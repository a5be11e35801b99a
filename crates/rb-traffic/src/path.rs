//! Path planning: from an (ingress, egress) pair to an ordered slot path.
//!
//! # Routing rule
//!
//! The hop-count `(egress − ingress) mod 4` picks the route:
//!
//! - **1 or 2 hops** — the short way round, outer ring only: from the first
//!   slot of the ingress quarter-arc up to (exclusive) the egress exit's
//!   left boundary.
//! - **3 hops** — the long way round, shortcut through the inner ring: a
//!   compound first step occupying the ingress boundary slot of *both*
//!   rings at once, then the inner ring up to (exclusive) the egress
//!   boundary, then one outer-ring slot to cross back out.
//!
//! The exclusive egress bound sits at the exit's `left` boundary slot on
//! both routes.  The exact off-by-one at these boundaries is a modelling
//! choice, not a law — it is pinned down by the path-shape tests rather
//! than derived from anything deeper.

use rb_core::{Exit, Priority};
use rb_kernel::Slot;
use rb_spatial::{RoundAbout, slice_wrap};

use crate::error::PathError;

/// One step of a car's path: a single slot, or an outer/inner pair that
/// must be acquired together (the junction cell where a car crosses the
/// outer ring into the inner one).
#[derive(Clone)]
pub enum PathStep {
    Single(Slot),
    Compound { outer: Slot, inner: Slot },
}

impl PathStep {
    #[inline]
    pub fn is_compound(&self) -> bool {
        matches!(self, PathStep::Compound { .. })
    }
}

/// Priority class for the step at position `i` of a path: the first step
/// joins the roundabout, every later step is already circulating.
#[inline]
pub fn step_priority(i: usize) -> Priority {
    if i == 0 {
        Priority::Joining
    } else {
        Priority::Circulating
    }
}

/// Plan the whole slot path for one traversal.  Pure: reads only the
/// roundabout's rings and exit tables.
pub fn plan_path(
    roundabout: &RoundAbout,
    ingress: Exit,
    egress: Exit,
) -> Result<Vec<PathStep>, PathError> {
    let hops = ingress.hops_to(egress);
    if hops == 0 {
        return Err(PathError::UTurn(ingress));
    }

    let outer_exits = roundabout.outer_exits();

    if hops <= 2 {
        // Short way round: outer ring only.
        let first = outer_exits.right(ingress) as i64;
        let last = outer_exits.left(egress) as i64;
        let steps = slice_wrap(roundabout.outer(), first, last)
            .into_iter()
            .cloned()
            .map(PathStep::Single)
            .collect();
        return Ok(steps);
    }

    // Long way round: cut through the inner ring.
    let inner_exits = roundabout.inner_exits();
    let first_outer = outer_exits.left(ingress) as i64;
    let first_inner = inner_exits.left(ingress) as i64;
    let last_inner = inner_exits.left(egress) as i64;
    let last_outer = outer_exits.left(egress) as i64;

    let mut steps = Vec::new();
    // Entering both rings at once: the outer boundary slot is occupied only
    // for as long as it takes to slip into the inner ring.
    steps.push(PathStep::Compound {
        outer: roundabout.outer().get(first_outer).clone(),
        inner: roundabout.inner().get(first_inner).clone(),
    });
    steps.extend(
        slice_wrap(roundabout.inner(), first_inner + 1, last_inner)
            .into_iter()
            .cloned()
            .map(PathStep::Single),
    );
    // Cross the outer ring once more on the way out.
    steps.push(PathStep::Single(roundabout.outer().get(last_outer).clone()));
    Ok(steps)
}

> _Task directions_: The lines to extract from the data above begin with the line containing "Priority::Circulating" and end with the line containing "let first_outer = outer_exits.left(ingress)". Extract them exactly, including both.

> _Output of the task_:
        Priority::Circulating
    }
}

/// Plan the whole slot path for one traversal.  Pure: reads only the
/// roundabout's rings and exit tables.
pub fn plan_path(
    roundabout: &RoundAbout,
    ingress: Exit,
    egress: Exit,
) -> Result<Vec<PathStep>, PathError> {
    let hops = ingress.hops_to(egress);
    if hops == 0 {
        return Err(PathError::UTurn(ingress));
    }

    let outer_exits = roundabout.outer_exits();

    if hops <= 2 {
        // Short way round: outer ring only.
        let first = outer_exits.right(ingress) as i64;
        let last = outer_exits.left(egress) as i64;
        let steps = slice_wrap(roundabout.outer(), first, last)
            .into_iter()
            .cloned()
            .map(PathStep::Single)
            .collect();
        return Ok(steps);
    }

    // Long way round: cut through the inner ring.
    let inner_exits = roundabout.inner_exits();
    let first_outer = outer_exits.left(ingress) as i64;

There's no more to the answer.